---------- ENTRIES PROVIDED ----------

#[cfg(test)]
mod tests {
    use super::*;
    use crate::adapter::{PixelFormat, VideoMode};
    use crate::fake::{FakeGraphics, FakeMemory, FakePages, StubStrategy};
    use crate::protect::can_write_at;

    const HANDLER: &[u8] = &[0xB8, 0x4F, 0x01, 0xCF];

    fn full_hd() -> VideoMode {
        VideoMode {
            horizontal_resolution: 1920,
            vertical_resolution: 1080,
            pixel_format: PixelFormat::BgrReserved8,
            pixels_per_scan_line: 1920,
            framebuffer_base: 0x8000_0000,
            framebuffer_size_bytes: 1920 * 1080 * 4,
        }
    }

    fn rom_bytes(mem: &FakeMemory, offset: u64, len: usize) -> Vec<u8> {
        (0..len as u64).map(|i| mem.byte(ROM_REGION.base + offset + i)).collect()
    }

    #[test]
    fn installs_on_a_locked_rom() {
        let mut mem = FakeMemory::new();
        mem.set_rom_locked(true);
        let mut gfx = FakeGraphics::primary(full_hd());
        let mut pages = FakePages::new();
        let mut region = StubStrategy::effective("legacy-region", &mem);
        let mut ctx = ShimContext::new();

        let mut installer = ShimInstaller::new(
            Platform {
                memory: &mut mem,
                graphics: &mut gfx,
                pages: &mut pages,
                protection: ProtectionController::new().with(&mut region),
            },
            HANDLER,
        );
        let outcome = installer.run(&mut ctx).unwrap();
        assert_eq!(
            outcome,
            InstallOutcome::Installed {
                vector: IvtEntry::new(0xC000, 0x0200),
                locked: true
            }
        );
        assert_eq!(
            installer.steps(),
            [
                InstallStep::CheckExisting,
                InstallStep::Unlock,
                InstallStep::ClaimIvt,
                InstallStep::CopyHandlerStub,
                InstallStep::EncodeVbeTables,
                InstallStep::Lock,
                InstallStep::PatchVector,
            ]
        );
        drop(installer);

        assert_eq!(region.calls(), 2);
        assert!(mem.rom_locked());
        assert_eq!(pages.claimed, [(0, 1)]);
        assert_eq!(rom_bytes(&mem, 0, 4), b"VESA");
        assert_eq!(rom_bytes(&mem, 512, HANDLER.len()), HANDLER);
        assert_eq!(rom_bytes(&mem, 512 + HANDLER.len() as u64, 16), [0u8; 16]);
        assert_eq!(
            [mem.byte(0x40), mem.byte(0x41), mem.byte(0x42), mem.byte(0x43)],
            [0x00, 0x02, 0x00, 0xC0]
        );
        assert_eq!(ctx.adapter.presence(), AdapterPresence::Found);
    }

    #[test]
    fn second_run_short_circuits_and_changes_nothing() {
        let mut mem = FakeMemory::new();
        let mut gfx = FakeGraphics::primary(full_hd());
        let mut pages = FakePages::new();
        let mut region = StubStrategy::effective("legacy-region", &mem);
        let mut ctx = ShimContext::new();

        let mut installer = ShimInstaller::new(
            Platform {
                memory: &mut mem,
                graphics: &mut gfx,
                pages: &mut pages,
                protection: ProtectionController::new().with(&mut region),
            },
            HANDLER,
        );
        assert!(matches!(
            installer.run(&mut ctx),
            Ok(InstallOutcome::Installed { .. })
        ));
        let after_first = {
            let mut buf = vec![0u8; 0x10_0000];
            installer.platform.memory.read_bytes(0, &mut buf);
            buf
        };
        assert_eq!(installer.run(&mut ctx), Ok(InstallOutcome::AlreadyInstalled));
        assert_eq!(installer.steps(), [InstallStep::CheckExisting]);
        drop(installer);

        assert!(mem.snapshot() == after_first);
        assert_eq!(region.calls(), 1);
        assert_eq!(pages.claimed.len(), 1);
    }

    #[test]
    fn existing_handler_means_no_protection_calls_or_ivt_writes() {
        let mut mem = FakeMemory::new();
        mem.poke_vector(0x10, 0xC000, 0x0003);
        let mut gfx = FakeGraphics::primary(full_hd());
        let mut pages = FakePages::new();
        let mut region = StubStrategy::effective("legacy-region", &mem);
        let mut mtrr = StubStrategy::effective("mtrr", &mem);
        let mut ctx = ShimContext::new();

        let outcome = ShimInstaller::new(
            Platform {
                memory: &mut mem,
                graphics: &mut gfx,
                pages: &mut pages,
                protection: ProtectionController::new().with(&mut region).with(&mut mtrr),
            },
            HANDLER,
        )
        .run(&mut ctx);

        assert_eq!(outcome, Ok(InstallOutcome::AlreadyInstalled));
        assert_eq!(region.calls() + mtrr.calls(), 0);
        assert_eq!(mem.ivt_writes(), 0);
        assert!(pages.claimed.is_empty());
        assert_eq!(gfx.primary_queries, 0);
    }

    #[test]
    fn no_adapter_fails_before_touching_anything() {
        let mut mem = FakeMemory::new();
        mem.set_rom_locked(true);
        let before = mem.snapshot();
        let mut gfx = FakeGraphics::none();
        let mut pages = FakePages::new();
        let mut region = StubStrategy::effective("legacy-region", &mem);
        let mut ctx = ShimContext::new();

        let mut installer = ShimInstaller::new(
            Platform {
                memory: &mut mem,
                graphics: &mut gfx,
                pages: &mut pages,
                protection: ProtectionController::new().with(&mut region),
            },
            HANDLER,
        );
        let failure = installer.run(&mut ctx).unwrap_err();
        assert_eq!(failure, InstallFailure::CannotEncode(CodecError::NoAdapter));
        assert_eq!(installer.steps(), [InstallStep::CheckExisting]);
        assert_eq!(installer.steps().last(), Some(&failure.step()));
        drop(installer);

        assert_eq!(region.calls(), 0);
        assert_eq!(mem.ivt_writes(), 0);
        assert!(pages.claimed.is_empty());
        assert!(mem.rom_locked());
        assert!(mem.snapshot() == before);
    }

    #[test]
    fn lying_unlockers_fall_through_to_the_range_mechanism() {
        let mut mem = FakeMemory::new();
        mem.set_rom_locked(true);
        let mut gfx = FakeGraphics::primary(full_hd());
        let mut pages = FakePages::new();
        let mut region = StubStrategy::lying("legacy-region");
        let mut region2 = StubStrategy::lying("legacy-region2");
        let mut mtrr = StubStrategy::effective("mtrr", &mem);
        let mut ctx = ShimContext::new();

        let outcome = ShimInstaller::new(
            Platform {
                memory: &mut mem,
                graphics: &mut gfx,
                pages: &mut pages,
                protection: ProtectionController::new()
                    .with(&mut region)
                    .with(&mut region2)
                    .with(&mut mtrr),
            },
            HANDLER,
        )
        .run(&mut ctx);

        assert!(matches!(
            outcome,
            Ok(InstallOutcome::Installed { locked: true, .. })
        ));
        // unlock and lock each walk the whole chain
        assert_eq!((region.calls(), region2.calls(), mtrr.calls()), (2, 2, 2));
        assert_eq!(rom_bytes(&mem, 0, 4), b"VESA");
    }

    #[test]
    fn unlock_failure_is_fatal() {
        let mut mem = FakeMemory::new();
        mem.set_rom_locked(true);
        let mut gfx = FakeGraphics::primary(full_hd());
        let mut pages = FakePages::new();
        let mut region = StubStrategy::lying("legacy-region");
        let mut ctx = ShimContext::new();

        let mut installer = ShimInstaller::new(
            Platform {
                memory: &mut mem,
                graphics: &mut gfx,
                pages: &mut pages,
                protection: ProtectionController::new().with(&mut region),
            },
            HANDLER,
        );
        assert_eq!(
            installer.run(&mut ctx),
            Err(InstallFailure::CannotUnlock(
                ProtectionError::NoMechanismAvailable
            ))
        );
        assert_eq!(
            installer.steps(),
            [InstallStep::CheckExisting, InstallStep::Unlock]
        );
        drop(installer);
        assert!(pages.claimed.is_empty());
        assert_eq!(mem.ivt_writes(), 0);
    }

    #[test]
    fn claim_failure_is_fatal_and_leaves_vector_alone() {
        let mut mem = FakeMemory::new();
        mem.poke_vector(0x10, 0xF000, 0xF065);
        let mut gfx = FakeGraphics::primary(full_hd());
        let mut pages = FakePages::taken();
        let mut ctx = ShimContext::new();

        let outcome = ShimInstaller::new(
            Platform {
                memory: &mut mem,
                graphics: &mut gfx,
                pages: &mut pages,
                protection: ProtectionController::new(),
            },
            HANDLER,
        )
        .run(&mut ctx);

        assert_eq!(
            outcome,
            Err(InstallFailure::CannotClaimIvt(ClaimError::AddressUnavailable))
        );
        assert_eq!(mem.ivt_writes(), 0);
        assert_eq!([mem.byte(0x42), mem.byte(0x43)], [0x00, 0xF0]);
    }

    #[test]
    fn encode_failure_skips_lock_and_patch() {
        let mut mem = FakeMemory::new();
        mem.set_rom_locked(true);
        let mut mode = full_hd();
        mode.pixel_format = PixelFormat::Other;
        let mut gfx = FakeGraphics::primary(mode);
        let mut pages = FakePages::new();
        let mut region = StubStrategy::effective("legacy-region", &mem);
        let mut ctx = ShimContext::new();

        let outcome = ShimInstaller::new(
            Platform {
                memory: &mut mem,
                graphics: &mut gfx,
                pages: &mut pages,
                protection: ProtectionController::new().with(&mut region),
            },
            HANDLER,
        )
        .run(&mut ctx);

        assert_eq!(
            outcome,
            Err(InstallFailure::CannotEncode(
                CodecError::UnsupportedPixelFormat(PixelFormat::Other)
            ))
        );
        assert_eq!(region.calls(), 1);
        assert!(!mem.rom_locked());
        assert_eq!(mem.byte(0x42), 0);
        assert_eq!(gfx.primary_queries, 1);
    }

    #[test]
    fn lock_failure_is_not_fatal() {
        let mut mem = FakeMemory::new();
        mem.set_rom_locked(true);
        let mut gfx = FakeGraphics::primary(full_hd());
        let mut pages = FakePages::new();
        let mut region = StubStrategy::unlock_only("legacy-region", &mem);
        let mut ctx = ShimContext::new();

        let outcome = ShimInstaller::new(
            Platform {
                memory: &mut mem,
                graphics: &mut gfx,
                pages: &mut pages,
                protection: ProtectionController::new().with(&mut region),
            },
            HANDLER,
        )
        .run(&mut ctx);

        assert_eq!(
            outcome,
            Ok(InstallOutcome::Installed {
                vector: IvtEntry::new(0xC000, 0x0200),
                locked: false
            })
        );
        assert!(can_write_at(&mut mem, ROM_REGION.base));
        assert_eq!([mem.byte(0x42), mem.byte(0x43)], [0x00, 0xC0]);
    }

    #[test]
    fn oversized_handler_is_rejected() {
        let mut mem = FakeMemory::new();
        let mut gfx = FakeGraphics::primary(full_hd());
        let mut pages = FakePages::new();
        let mut ctx = ShimContext::new();
        let big = vec![0x90u8; ROM_REGION.length as usize - TABLES_SIZE + 1];

        let outcome = ShimInstaller::new(
            Platform {
                memory: &mut mem,
                graphics: &mut gfx,
                pages: &mut pages,
                protection: ProtectionController::new(),
            },
            &big,
        )
        .run(&mut ctx);

        let failure = outcome.unwrap_err();
        assert_eq!(
            failure,
            InstallFailure::HandlerTooLarge {
                len: big.len(),
                capacity: big.len() - 1
            }
        );
        assert_eq!(failure.step(), InstallStep::CopyHandlerStub);
        assert_eq!(mem.ivt_writes(), 0);
    }

    #[test]
    fn legacy_adapter_with_small_screen_is_rejected_at_encode() {
        let mut mem = FakeMemory::new();
        let mut gfx = FakeGraphics::legacy(800, 600);
        let mut pages = FakePages::new();
        let mut ctx = ShimContext::new();

        let outcome = ShimInstaller::new(
            Platform {
                memory: &mut mem,
                graphics: &mut gfx,
                pages: &mut pages,
                protection: ProtectionController::new(),
            },
            HANDLER,
        )
        .run(&mut ctx);

        assert_eq!(
            outcome,
            Err(InstallFailure::CannotEncode(CodecError::ResolutionTooSmall {
                width: 800,
                height: 600
            }))
        );
    }
}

----------

Set every line down again exactly. Begin with the first line of the entries and finish with the line containing "fn rom_bytes(mem: &FakeMemory, offset: u64, len: usize)".

# RESPONSE
#[cfg(test)]
mod tests {
    use super::*;
    use crate::adapter::{PixelFormat, VideoMode};
    use crate::fake::{FakeGraphics, FakeMemory, FakePages, StubStrategy};
    use crate::protect::can_write_at;

    const HANDLER: &[u8] = &[0xB8, 0x4F, 0x01, 0xCF];

    fn full_hd() -> VideoMode {
        VideoMode {
            horizontal_resolution: 1920,
            vertical_resolution: 1080,
            pixel_format: PixelFormat::BgrReserved8,
            pixels_per_scan_line: 1920,
            framebuffer_base: 0x8000_0000,
            framebuffer_size_bytes: 1920 * 1080 * 4,
        }
    }

    fn rom_bytes(mem: &FakeMemory, offset: u64, len: usize) -> Vec<u8> {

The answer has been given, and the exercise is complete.